STOCK PURCHASE AGREEMENT

EX-10.75 3 exhibit.htm STOCK PURCHASE AGREEMENT Exhibit

STOCK PURCHASE AGREEMENT


THIS STOCK PURCHASE AGREEMENT entered into as of September 25, 2002, by
and among Cybercare, Inc. (the “Seller”), and Westmark Group Holdings, Inc. (the “Buyer”).


WITNESSETH:


WHEREAS, the Seller owns 587, 615 shares of the common stock of Buyer (the
“Shares”); and


WHEREAS, the Seller desires to sell the Shares to the Buyer, and the Buyer desires to
purchase the Shares form the Seller, upon the terms and conditions set forth herein.
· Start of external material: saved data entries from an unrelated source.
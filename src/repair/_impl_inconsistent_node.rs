use crate::oracle::Inconsistency;
use crate::repair::{InconsistentNode, RepairCost, RepairSet};
use crate::NodeId;
use std::cmp::Ordering;

impl InconsistentNode {
    /// A node which needs generalization (`generalization = true`) or particularization.
    pub fn new(id: NodeId, generalization: bool) -> InconsistentNode {
        let repair_type = if generalization {
            Inconsistency::NeedGeneralization
        } else {
            Inconsistency::NeedParticularization
        };
        InconsistentNode {
            id,
            repair_type,
            topological_error: false,
            repair_sets: Vec::new(),
            cost: RepairCost::default(),
            repaired: false,
        }
    }

    /// A node whose function is consistent, but the regulations around it are not.
    pub fn topological(id: NodeId) -> InconsistentNode {
        InconsistentNode {
            repair_type: Inconsistency::Consistent,
            topological_error: true,
            ..InconsistentNode::new(id, false)
        }
    }

    pub fn get_id(&self) -> NodeId {
        self.id
    }

    pub fn repair_type(&self) -> Inconsistency {
        self.repair_type
    }

    pub fn set_repair_type(&mut self, repair_type: Inconsistency) {
        self.repair_type = repair_type;
    }

    pub fn has_topological_error(&self) -> bool {
        self.topological_error
    }

    pub fn set_topological_error(&mut self, value: bool) {
        self.topological_error = value;
    }

    pub fn is_repaired(&self) -> bool {
        self.repaired
    }

    /// The best repairs found so far. All of them have the same `cost`.
    pub fn repair_sets(&self) -> &[RepairSet] {
        &self.repair_sets
    }

    /// The cost of the best repairs, or zero if the node was not repaired yet.
    pub fn cost(&self) -> RepairCost {
        self.cost
    }

    /// Offer a new repair of this node.
    ///
    /// The first repair is always accepted. Afterwards, a cheaper repair replaces all stored
    /// ones, an equally expensive one is added next to them, and a more expensive one is
    /// ignored. Returns `true` if the repair was stored.
    pub fn add_repair_set(&mut self, repair_set: RepairSet) -> bool {
        let cost = repair_set.cost();
        if !self.repaired {
            self.repaired = true;
            self.cost = cost;
            self.repair_sets.push(repair_set);
            return true;
        }
        match cost.cmp(&self.cost) {
            Ordering::Greater => false,
            Ordering::Less => {
                self.cost = cost;
                self.repair_sets.clear();
                self.repair_sets.push(repair_set);
                true
            }
            Ordering::Equal => {
                if self.repair_sets.contains(&repair_set) {
                    false
                } else {
                    self.repair_sets.push(repair_set);
                    true
                }
            }
        }
    }
}
//! Evaluation of regulatory functions against observed behaviour.
//!
//! The oracle answers two questions about a candidate `BooleanFunction` of some node:
//! does it reproduce every observation of a `Labeling` (`is_function_consistent`), and if
//! not, in which direction it has to move (`classify_function`). A function that predicts
//! `0` where `1` was observed must be generalized, a function that predicts `1` where `0`
//! was observed must be particularized. When both happen, the node is double inconsistent
//! and no comparable function can fix it.
//!
//! Profiles are interpreted by an `Updater`, one per `UpdateType`. All updaters share the
//! clause evaluation primitive `clause_satisfiable`: a clause is satisfied when every
//! regulator in it has the value demanded by the sign of its edge.

use crate::repair::RepairError;
use crate::{BooleanFunction, Network, NodeId, UpdateType, Valuation};
use std::collections::BTreeMap;

/// **(internal)** Evaluation of functions and clauses.
mod _impl_evaluation;
/// **(internal)** Exact and approximate half determination of functions.
mod _impl_half_determination;
/// **(internal)** Construction and queries of `Labeling`s.
mod _impl_labeling;
/// **(internal)** The four `Updater` implementations.
mod _impl_updaters;

pub use _impl_evaluation::{clause_satisfiable, evaluate};
pub use _impl_half_determination::is_in_bottom_half;
pub use _impl_updaters::{classify_function, is_function_consistent};

/// Classification of a function with respect to a labeling.
#[derive(Clone, Copy, Debug, Eq, Hash, PartialEq)]
pub enum Inconsistency {
    Consistent,
    /// The function predicts `0` where `1` is observed.
    NeedGeneralization,
    /// The function predicts `1` where `0` is observed.
    NeedParticularization,
    /// Both kinds of mismatch occur.
    DoubleInconsistent,
}

/// A completed observation of the network, as produced by the external consistency
/// checker for one candidate world.
///
/// It stores `values[profile][time][node]`, the asynchronous schedule
/// `updates[time][profile]` and optionally an explicit update semantics per profile.
#[derive(Clone, Debug, Default, PartialEq, Eq)]
pub struct Labeling {
    values: BTreeMap<String, BTreeMap<usize, Valuation>>,
    updates: BTreeMap<usize, BTreeMap<String, Vec<NodeId>>>,
    semantics: BTreeMap<String, UpdateType>,
}

/// Interpretation of one profile of a `Labeling` under a particular update semantics.
pub trait Updater {
    /// Classify `function` (of the node `function.get_target()`) against the given `profile`.
    fn classify(
        &self,
        network: &Network,
        labeling: &Labeling,
        function: &BooleanFunction,
        profile: &str,
    ) -> Result<Inconsistency, RepairError>;

    /// True if `function` reproduces every observation of `profile`.
    fn is_consistent(
        &self,
        network: &Network,
        labeling: &Labeling,
        function: &BooleanFunction,
        profile: &str,
    ) -> Result<bool, RepairError> {
        Ok(self.classify(network, labeling, function, profile)? == Inconsistency::Consistent)
    }
}

/// Every profile is a set of independent steady states: the function must map each state
/// of the regulators to the observed value of the target.
#[derive(Clone, Copy, Debug, Default)]
pub struct SteadyStateUpdater;

/// All nodes are updated at every step of a time series.
#[derive(Clone, Copy, Debug, Default)]
pub struct SynchronousUpdater;

/// Only the nodes scheduled by the labeling in `updates[t][profile]` are updated at step `t`.
#[derive(Clone, Copy, Debug, Default)]
pub struct AsynchronousUpdater;

/// Any subset of nodes can be updated at a step. Which subset was chosen is decided by the
/// external checker, so the gate follows the schedule the same way as `AsynchronousUpdater`.
#[derive(Clone, Copy, Debug, Default)]
pub struct CompleteUpdater;

impl Inconsistency {
    /// Combine two classifications: a consistent result is neutral, and two opposite
    /// single-direction mismatches make a double inconsistency.
    pub fn merge(self, other: Inconsistency) -> Inconsistency {
        match (self, other) {
            (Inconsistency::Consistent, x) | (x, Inconsistency::Consistent) => x,
            (a, b) if a == b => a,
            _ => Inconsistency::DoubleInconsistent,
        }
    }

    pub fn is_consistent(self) -> bool {
        self == Inconsistency::Consistent
    }

    /// The classification of a single mismatch between a `predicted` and an `observed` value.
    pub fn of_mismatch(predicted: bool, observed: bool) -> Inconsistency {
        match (predicted, observed) {
            (false, true) => Inconsistency::NeedGeneralization,
            (true, false) => Inconsistency::NeedParticularization,
            _ => Inconsistency::Consistent,
        }
    }
}

impl UpdateType {
    /// The `Updater` implementing this semantics.
    pub fn updater(self) -> &'static dyn Updater {
        match self {
            UpdateType::SteadyState => &SteadyStateUpdater,
            UpdateType::Synchronous => &SynchronousUpdater,
            UpdateType::Asynchronous => &AsynchronousUpdater,
            UpdateType::Complete => &CompleteUpdater,
        }
    }
}
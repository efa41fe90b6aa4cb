//! Search for minimal repairs of an inconsistent network.
//!
//! The external consistency checker (`ConsistencyChecker`) proposes one or more candidate
//! worlds (`InconsistencySolution`). Each world names the inconsistent nodes, how they are
//! inconsistent, and a completed labeling of the observations. For every such node,
//! `RepairSearch` explores topology edits (edge additions and removals), then sign flips,
//! and finally function replacements through the `FunctionLattice`, in the order of
//! increasing cost. The cheapest repairs of each node are kept in `RepairSet`s, and
//! `model_revision` then selects the best candidate worlds.
//!
//! The cost of a repair is ordered lexicographically by the number of edge additions and
//! removals, the number of flips, and the total number of operations (see `RepairCost`).

use crate::lattice::FunctionLattice;
use crate::oracle::{Inconsistency, Labeling};
use crate::{BooleanFunction, Edge, Network, NodeId, LOG_NOTHING};
use std::collections::{BTreeMap, BTreeSet};

/// **(internal)** Lazy enumeration of k-combinations.
mod _impl_combinations;
/// **(internal)** The `ConsistencyChecker` seam and its results.
mod _impl_consistency_check;
/// **(internal)** Function replacement through the function lattice.
mod _impl_function_search;
/// **(internal)** Utility methods for `InconsistencySolution`.
mod _impl_inconsistency_solution;
/// **(internal)** Utility methods for `InconsistentNode`.
mod _impl_inconsistent_node;
/// **(internal)** Selection of the best repaired worlds.
mod _impl_model_revision;
/// **(internal)** Ordering and arithmetic of `RepairCost`.
mod _impl_repair_cost;
/// **(internal)** Display and context of `RepairError`.
mod _impl_repair_error;
/// **(internal)** Utility methods for `RepairSet`.
mod _impl_repair_set;
/// **(internal)** Edge additions, removals and flips.
mod _impl_topology_search;

pub use _impl_combinations::Combinations;
pub use _impl_model_revision::model_revision;

/// Failures of the oracle and of the repair search.
///
/// A node which cannot be repaired is not an error. It is reported through
/// `InconsistencySolution::has_impossibility`.
#[derive(Clone, Debug, Eq, PartialEq)]
pub enum RepairError {
    /// A function uses `regulator`, but the network has no `regulator -> target` edge.
    MissingEdge { regulator: String, target: String },
    /// A valuation does not assign a value to `node`.
    MissingValue { node: String },
    /// The labeling does not assign a value to `node` at `time` in `profile`.
    MissingObservation {
        profile: String,
        time: usize,
        node: String,
    },
    /// No update semantics applies to `profile`.
    UnknownSemantics { profile: String },
    /// A network modification performed by the search failed.
    InvalidEdit(String),
    /// The consistency checker proved that no repair exists.
    Unsatisfiable,
    /// The consistency checker failed.
    SolverFailure(String),
}

/// Options of the repair search. The same value is passed through the whole search.
#[derive(Clone, Debug, Eq, PartialEq)]
pub struct RepairConfig {
    /// Collect all optimal repairs instead of stopping at the first one.
    pub all_opt: bool,
    /// Collect every function at the minimal lattice distance instead of the first one.
    pub show_all_functions: bool,
    /// Fall back to the search for non-comparable functions when the comparable search fails.
    pub force_optimum: bool,
    /// Rank non-comparable functions by their level relative to the original function.
    pub compare_level_function: bool,
    /// Decide the search direction of the non-comparable search by counting inputs exactly,
    /// instead of comparing lattice levels.
    pub exact_middle_function_determination: bool,
    /// Report also the repaired worlds which are worse than the best one.
    pub show_sub_optimal: bool,
    pub log_level: usize,
}

/// Cost of a repair. Costs are ordered by `add_remove_ops`, then `flip_ops`, then
/// `repair_ops`.
#[derive(Clone, Copy, Debug, Default, Eq, Hash, PartialEq)]
pub struct RepairCost {
    /// Number of added and removed edges.
    pub add_remove_ops: usize,
    /// Number of flipped edges.
    pub flip_ops: usize,
    /// Number of all operations, including function replacements.
    pub repair_ops: usize,
    /// Number of edge operations of any kind.
    pub topology_changes: usize,
}

/// One way of repairing a node: a set of replacement functions and edge operations.
///
/// Edges are recorded as they were before the operation (a flipped edge keeps its original
/// sign). Adding an element which is already present has no effect.
#[derive(Clone, Debug, Default, Eq, PartialEq)]
pub struct RepairSet {
    repaired_functions: Vec<BooleanFunction>,
    flipped_edges: BTreeSet<Edge>,
    removed_edges: BTreeSet<Edge>,
    added_edges: BTreeSet<Edge>,
}

/// A node which has to be repaired in some candidate world, together with the cheapest
/// repairs found for it so far (all of them have the same cost).
#[derive(Clone, Debug)]
pub struct InconsistentNode {
    id: NodeId,
    repair_type: Inconsistency,
    topological_error: bool,
    repair_sets: Vec<RepairSet>,
    cost: RepairCost,
    repaired: bool,
}

/// One candidate world proposed by the consistency checker and the repairs found for it.
///
/// The total cost is the sum of the costs of the best repairs of all nodes.
#[derive(Clone, Debug, Default)]
pub struct InconsistencySolution {
    nodes: BTreeMap<NodeId, InconsistentNode>,
    labeling: Labeling,
    inconsistent_profiles: BTreeMap<String, Vec<NodeId>>,
    inconsistent_nodes_profiles: BTreeMap<NodeId, Vec<String>>,
    cost: RepairCost,
    has_impossibility: bool,
}

/// The external solver which finds the minimal sets of inconsistent nodes.
///
/// Any `Fn(&Network) -> Result<ConsistencyCheck, RepairError>` is a checker.
pub trait ConsistencyChecker {
    fn check_consistency(&self, network: &Network) -> Result<ConsistencyCheck, RepairError>;
}

/// The outcome of a consistency check: the candidate worlds and the optimization code.
#[derive(Clone, Debug)]
pub struct ConsistencyCheck {
    pub solutions: Vec<InconsistencySolution>,
    pub optimization: Optimization,
}

/// Status reported by the consistency checker.
#[derive(Clone, Copy, Debug, Eq, PartialEq)]
pub enum Optimization {
    /// The network is consistent with all observations (code `0`).
    Consistent,
    /// The given number of candidate worlds was found (a positive code).
    Inconsistent(usize),
    /// No candidate world exists (code `-1`).
    Unsatisfiable,
    /// The check was not performed or failed (code `-2`).
    NotAttempted,
}

/// The result of `model_revision`.
#[derive(Clone, Debug)]
pub enum Revision {
    /// The network is already consistent.
    Consistent,
    /// The network was repaired. `optimal` holds the best repaired worlds, `sub_optimal`
    /// holds the remaining repairable worlds when they were requested.
    Repaired {
        optimal: Vec<InconsistencySolution>,
        sub_optimal: Vec<InconsistencySolution>,
    },
    /// None of the candidate worlds could be repaired.
    Unrepairable,
}

/// The repair search over a particular function lattice.
pub struct RepairSearch<'a, L: FunctionLattice + ?Sized> {
    lattice: &'a L,
    config: &'a RepairConfig,
}

impl Default for RepairConfig {
    fn default() -> Self {
        RepairConfig {
            all_opt: true,
            show_all_functions: true,
            force_optimum: false,
            compare_level_function: true,
            exact_middle_function_determination: true,
            show_sub_optimal: false,
            log_level: LOG_NOTHING,
        }
    }
}

impl<'a, L: FunctionLattice + ?Sized> RepairSearch<'a, L> {
    pub fn new(lattice: &'a L, config: &'a RepairConfig) -> RepairSearch<'a, L> {
        RepairSearch { lattice, config }
    }

    pub fn config(&self) -> &RepairConfig {
        self.config
    }
}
NOW, THEREFORE, in consideration of the mutual promises and covenants set forth
herein, and for other good and valuable consideration, the receipt and sufficiency of which is
hereby acknowledged by the Parties, the Parties hereto, intending to be legally bound, agree as
follows:


1.  Purchase and Sale of Shares.  The Seller hereby sells the Shares to the Buyer, and the
Buyer hereby purchases the Shares from the Seller, free and clear of all liens, charges,
encumbrances and security interests, upon the terms and conditions set forth herein.


2.  The Closing.  The Closing of the transactions contemplated by this Agreement (the
“Closing”) shall take place concurrently with the execution of this Agreement (the “Closing
Date”).  At the Closing the parties shall make the following deliveries: (a) the Seller shall deliver
to the Buyer a certificate evidencing the Shares duly endorsed for transfer in blank, and; (b) the
Buyer shall deliver to the Seller $8,814.22 (the “Purchase Price”) by wire transfer or in otherwise
immediately available funds, and (c) each of the Parties shall deliver such other documents,
certificates and instruments as may be required by the terms of this Agreement.


3.  Representations and Warranties of the Seller to the Buyer.  The Seller, in order to
induce Buyer to enter into this Agreement and deliver the Purchase Price to the Seller, hereby
represents and warrants to the Buyer as follows:


(a) Enforceability.  This Agreement contains the binding obligations of the Seller,
enforceable against him in accordance with the terms and conditions hereof.


(b) Authority.  The Seller has the power and authority necessary in order to enter
into this Agreement and perform its obligations hereunder.


(c) No Conflicts.  The entering into of this Agreement by the Seller, and the
performance by the Seller of its obligations hereunder, will not conflict with or     







constitute a breach of or default under any agreement to which the Seller is a party or any order
or decree of any court or regulatory body to which the Seller is subject.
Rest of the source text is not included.